First of all, we want to spend a bit of time talking about how Vitess uses MySQL. The high level architecture is described on the Vitess documentation page. In short, we have VTGate that acts as a proxy, we have a Topology Service which is a metadata store based on Zookeeper, Consul or Etcd, where all the information about the nodes in the system is located, finally we have VTTablets, which act as a middleman between VTGate and MySQL instance. MySQL instances can be standalone or they can be configured using standard asynchronous (or semi synchronous) replication. MySQL is used to store data. Data can be split into shards, in that case a MySQL instance will contain a subset of the data.

All this works great. Vitess is able to determine which node is the master, which nodes are slaves, routing queries accordingly. There are several issues, though. Not all of the most basic functionality is delivered by Vitess. Topology detection and query routing, yes. Backups - yes as well, Vitess can be configured to take backups of the data and allow users to restore whatever has been backed up. Unfortunately, there is no internal support for automated failover. There is no proper trending UI that would help users to understand the state of the databases and their workload. Luckily, as we are talking about standard MySQL, we can easily use external solutions to accomplish this. For example, for failover, Vitess can be integrated with Orchestrator. Let’s take a look at how ClusterControl can be used in conjunction with Vitess to provide management, monitoring and failover.

Deploying a new database cluster using ClusterControl

First, let’s have a new cluster deployed. As usual with ClusterControl, you have to provision hardware and ensure that ClusterControl can access those nodes using SSH.

First, we have to define SSH connectivity.

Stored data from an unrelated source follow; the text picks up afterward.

//! Bearer 令牌认证中间件
//!
//! 校验 `Authorization: Bearer <token>`，加载令牌所属用户与应用，
//! 并将 [`AuthContext`] 注入请求扩展

use axum::{
    extract::{Request, State},
    middleware::Next,
    response::{IntoResponse, Response},
};
use axum_extra::headers::{Authorization, HeaderMapExt, authorization::Bearer};
use chrono::Utc;
use tracing::debug;

use crate::auth::AuthContext;
use crate::error::{ApiError, Result};
use crate::state::AppState;

const MISSING_CREDENTIALS: &str = "Authentication credentials were not provided.";
const INVALID_TOKEN: &str = "Invalid token.";

/// 认证中间件，挂在 `/v2` 路由上
pub async fn bearer_auth(State(state): State<AppState>, mut request: Request, next: Next) -> Response {
    let Some(Authorization(bearer)) = request.headers().typed_get::<Authorization<Bearer>>() else {
        return ApiError::Unauthorized(MISSING_CREDENTIALS.to_string()).into_response();
    };

    match authenticate(&state, bearer.token()).await {
        Ok(context) => {
            request.extensions_mut().insert(context);
            next.run(request).await
        }
        Err(e) => e.into_response(),
    }
}

async fn authenticate(state: &AppState, token: &str) -> Result<AuthContext> {
    let invalid = || ApiError::Unauthorized(INVALID_TOKEN.to_string());

    let token = state.repos.oauth.get_token(token).await?.ok_or_else(invalid)?;
    if token.is_expired(Utc::now()) {
        debug!(token_id = token.id, "访问令牌已过期");
        return Err(invalid());
    }

    let user_id = token.user_id.ok_or_else(invalid)?;
    let account = state
        .repos
        .users
        .get_account(user_id)
        .await?
        .filter(|a| a.user.is_active)
        .ok_or_else(|| ApiError::Unauthorized("User inactive or deleted.".to_string()))?;

    let application = match token.application_id {
        Some(app_id) => state.repos.oauth.get_application(app_id).await?,
        None => None,
    };

    Ok(AuthContext {
        account,
        token,
        application,
    })
}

Next, we’ll pick the vendor and version. According to the documentation, Vitess supports MySQL and Percona Server in versions 5.7 and 8.0 (although it does not support caching_sha2_password method so you have to be careful when creating users). It also supports MariaDB up to 10.3.

Finally, we define the topology. After clicking on “Deploy”, ClusterControl will perform the cluster deployment.

Once it’s ready, you should see the cluster and you should be able to manage it using ClusterControl. If Auto Recovery for Cluster and Node are enabled, ClusterControl will perform automated failovers should that be needed. 

You will also benefit from agent-based monitoring in the “Dashboard” section of the ClusterControl UI.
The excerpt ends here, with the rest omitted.